**Prompt**
Your response must be made up of each line in the data below that contains the string "push".

**Exercise data**
#[cfg(test)]
mod tests {
    use super::*;
    use crate::error::ErrorKind;
    use crate::reader::spooling::SegmentFetcher;
    use crate::types::spooling::SpoolingConfig;
    use async_trait::async_trait;
    use serde_json::json;
    use std::collections::VecDeque;
    use std::sync::atomic::{AtomicUsize, Ordering};
    use std::sync::Mutex;
    use tokio::time::timeout;

    /// Replays scripted pages; `None` hangs until cancelled.
    #[derive(Debug, Default)]
    struct ScriptedClient {
        pages: Mutex<VecDeque<Option<Result<QueryResponse>>>>,
        poll_count: AtomicUsize,
        cancelled: Mutex<Vec<String>>,
    }

    impl ScriptedClient {
        fn new(pages: Vec<Option<Result<QueryResponse>>>) -> Arc<Self> {
            Arc::new(Self {
                pages: Mutex::new(pages.into()),
                ..Default::default()
            })
        }

        async fn next_page(&self, cancel: &CancellationToken) -> Result<QueryResponse> {
            let page = self.pages.lock().unwrap().pop_front();
            match page {
                Some(Some(result)) => result,
                Some(None) => {
                    cancel.cancelled().await;
                    Err(Error::cancelled("request cancelled"))
                }
                None => Err(Error::invalid_state("script exhausted")),
            }
        }
    }

    #[async_trait]
    impl StatementClient for ScriptedClient {
        async fn submit(
            &self,
            _sql: &str,
            _headers: &HeaderMap,
            cancel: &CancellationToken,
        ) -> Result<QueryResponse> {
            self.next_page(cancel).await
        }

        async fn poll(
            &self,
            _next_uri: &str,
            _headers: &HeaderMap,
            cancel: &CancellationToken,
        ) -> Result<QueryResponse> {
            self.poll_count.fetch_add(1, Ordering::SeqCst);
            self.next_page(cancel).await
        }

        async fn cancel(&self, next_uri: &str, _headers: &HeaderMap) {
            self.cancelled.lock().unwrap().push(next_uri.to_string());
        }
    }

    #[derive(Debug)]
    struct NoFetch;

    #[async_trait]
    impl SegmentFetcher for NoFetch {
        async fn fetch(
            &self,
            uri: &str,
            _headers: &HeaderMap,
            _cancel: &CancellationToken,
        ) -> Result<Vec<u8>> {
            Err(Error::invalid_state(format!("unexpected fetch of {}", uri)))
        }
    }

    #[derive(Default)]
    struct RecordingProgress {
        updates: Mutex<Vec<QueryProgressInfo>>,
    }

    impl ProgressUpdater for RecordingProgress {
        fn update(&self, info: QueryProgressInfo) {
            self.updates.lock().unwrap().push(info);
        }
    }

    fn page(value: serde_json::Value) -> Option<Result<QueryResponse>> {
        Some(Ok(serde_json::from_value(value).unwrap()))
    }

    fn resolved() -> ResolvedQuery {
        ResolvedQuery {
            submit_headers: HeaderMap::new(),
            poll_headers: HeaderMap::new(),
            spooling: SpoolingConfig::default(),
            progress: None,
            timeout: None,
            cancel: CancellationToken::new(),
        }
    }

    async fn submit(client: Arc<ScriptedClient>, query: ResolvedQuery) -> Result<Statement> {
        let factory = ResultReaderFactory::new(Arc::new(NoFetch), query.spooling.clone());
        Statement::submit(client, factory, "SELECT 1", query).await
    }

    fn columns() -> serde_json::Value {
        json!([{"name": "_col0", "type": "integer", "typeSignature": {"rawType": "integer", "arguments": []}}])
    }

    #[tokio::test]
    async fn test_single_page_query() {
        let client = ScriptedClient::new(vec![page(json!({
            "id": "q1",
            "columns": columns(),
            "data": [[1]],
            "stats": {"state": "FINISHED"}
        }))]);
        let mut statement = submit(client.clone(), resolved()).await.unwrap();
        assert_eq!(statement.query_id(), "q1");
        assert_eq!(statement.state(), StatementState::Completed);
        assert_eq!(statement.columns().unwrap()[0].name(), "_col0");

        assert_eq!(statement.next_row().await.unwrap(), Some(vec![json!(1)]));
        assert_eq!(statement.next_row().await.unwrap(), None);
        assert_eq!(statement.next_row().await.unwrap(), None);
        assert_eq!(client.poll_count.load(Ordering::SeqCst), 0);
    }

    #[tokio::test]
    async fn test_many_empty_polls_then_failure() {
        let mut pages = vec![page(json!({"id": "q1", "nextUri": "http://c/q1/1"}))];
        for _ in 0..200 {
            pages.push(page(json!({"id": "q1", "nextUri": "http://c/q1/1"})));
        }
        pages.push(page(json!({
            "id": "q1",
            "error": {"message": "boom", "errorName": "TEST", "errorCode": 1, "errorType": "USER_ERROR"}
        })));
        let client = ScriptedClient::new(pages);
        let mut statement = submit(client.clone(), resolved()).await.unwrap();

        let err = statement.next_row().await.unwrap_err();
        assert_eq!(err.kind(), ErrorKind::QueryFailed);
        assert_eq!(err.server_error().unwrap().error_name, "TEST");
        assert_eq!(statement.poll_count(), 201);
        assert_eq!(statement.state(), StatementState::Failed);
        // The server ended the query itself.
        assert!(client.cancelled.lock().unwrap().is_empty());
    }

    #[tokio::test]
    async fn test_user_cancelled_error_maps_to_cancelled() {
        let client = ScriptedClient::new(vec![page(json!({
            "id": "q1",
            "error": {"errorName": "USER_CANCELLED"}
        }))]);
        let err = submit(client, resolved()).await.unwrap_err();
        assert_eq!(err.kind(), ErrorKind::Cancelled);
    }

    #[tokio::test]
    async fn test_malformed_stats_are_ignored() {
        let client = ScriptedClient::new(vec![page(json!({
            "stats": {"progressPercentage": ""}
        }))]);
        let mut statement = submit(client, resolved()).await.unwrap();
        assert!(statement.stats().is_none());
        assert_eq!(statement.next_row().await.unwrap(), None);
    }

    #[tokio::test]
    async fn test_cancellation_while_polling_sends_delete() {
        let client = ScriptedClient::new(vec![
            page(json!({"id": "q1", "nextUri": "http://c/q1/1", "columns": columns()})),
            None,
        ]);
        let query = resolved();
        let caller_token = query.cancel.clone();
        let mut statement = submit(client.clone(), query).await.unwrap();

        let canceller = caller_token.clone();
        tokio::spawn(async move {
            tokio::time::sleep(Duration::from_millis(20)).await;
            canceller.cancel();
        });

        let err = timeout(Duration::from_secs(2), statement.next_row())
            .await
            .unwrap()
            .unwrap_err();
        assert!(err.is_cancelled());
        assert_eq!(statement.state(), StatementState::Cancelled);
        assert!(statement.next_row().await.unwrap_err().is_cancelled());

        // The DELETE runs on a spawned task.
        timeout(Duration::from_secs(1), async {
            while client.cancelled.lock().unwrap().is_empty() {
                tokio::time::sleep(Duration::from_millis(5)).await;
            }
        })
        .await
        .unwrap();
        assert_eq!(
            client.cancelled.lock().unwrap().as_slice(),
            &["http://c/q1/1".to_string()]
        );
    }

    #[tokio::test]
    async fn test_deadline_cancels_query() {
        let client = ScriptedClient::new(vec![
            page(json!({"id": "q1", "nextUri": "http://c/q1/1"})),
            None,
        ]);
        let query = ResolvedQuery {
            timeout: Some(Duration::from_millis(30)),
            ..resolved()
        };
        let mut statement = submit(client, query).await.unwrap();
        let err = timeout(Duration::from_secs(2), statement.next_row())
            .await
            .unwrap()
            .unwrap_err();
        assert!(err.is_cancelled());
        assert!(err.to_string().contains("deadline"));
    }

    #[tokio::test]
    async fn test_close_running_statement_cancels_on_server() {
        let client = ScriptedClient::new(vec![page(
            json!({"id": "q1", "nextUri": "http://c/q1/1"}),
        )]);
        let mut statement = submit(client.clone(), resolved()).await.unwrap();
        statement.close();
        assert_eq!(statement.state(), StatementState::Cancelled);
        timeout(Duration::from_secs(1), async {
            while client.cancelled.lock().unwrap().is_empty() {
                tokio::time::sleep(Duration::from_millis(5)).await;
            }
        })
        .await
        .unwrap();
    }

    #[tokio::test]
    async fn test_unsupported_column_type_fails_statement() {
        let client = ScriptedClient::new(vec![page(json!({
            "id": "q1",
            "nextUri": "http://c/q1/1",
            "columns": [{"name": "g", "type": "hyperloglog", "typeSignature": {"rawType": "hyperloglog", "arguments": []}}]
        }))]);
        let err = submit(client, resolved()).await.unwrap_err();
        assert_eq!(err.kind(), ErrorKind::Decode);
        assert!(err.to_string().contains("column g"));
    }

    #[tokio::test]
    async fn test_update_count_is_recorded() {
        let client = ScriptedClient::new(vec![
            page(json!({"id": "q1", "nextUri": "http://c/q1/1", "updateType": "INSERT"})),
            page(json!({"id": "q1", "updateType": "INSERT", "updateCount": 3})),
        ]);
        let mut statement = submit(client, resolved()).await.unwrap();
        statement.drain().await.unwrap();
        assert_eq!(statement.update_type(), Some("INSERT"));
        assert_eq!(statement.update_count(), Some(3));
    }

    #[tokio::test]
    async fn test_progress_is_rate_limited_with_terminal_report() {
        let mut pages = vec![page(json!({
            "id": "q1", "nextUri": "http://c/q1/1", "stats": {"state": "QUEUED"}
        }))];
        for _ in 0..5 {
            pages.push(page(json!({
                "id": "q1", "nextUri": "http://c/q1/1", "stats": {"state": "RUNNING"}
            })));
        }
        pages.push(page(json!({"id": "q1", "stats": {"state": "FINISHED"}})));

        let progress = Arc::new(RecordingProgress::default());
        let query = ResolvedQuery {
            progress: Some((progress.clone(), Duration::from_secs(3600))),
            ..resolved()
        };
        let mut statement = submit(ScriptedClient::new(pages), query).await.unwrap();
        statement.drain().await.unwrap();

        let updates = progress.updates.lock().unwrap();
        let states: Vec<&str> = updates.iter().map(|u| u.stats.state.as_str()).collect();
        assert_eq!(states, vec!["QUEUED", "FINISHED"]);
        assert!(updates.iter().all(|u| u.query_id == "q1"));
    }
}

**Task response**
            self.cancelled.lock().unwrap().push(next_uri.to_string());
            self.updates.lock().unwrap().push(info);
            pages.push(page(json!({"id": "q1", "nextUri": "http://c/q1/1"})));
        pages.push(page(json!({
            pages.push(page(json!({
        pages.push(page(json!({"id": "q1", "stats": {"state": "FINISHED"}})));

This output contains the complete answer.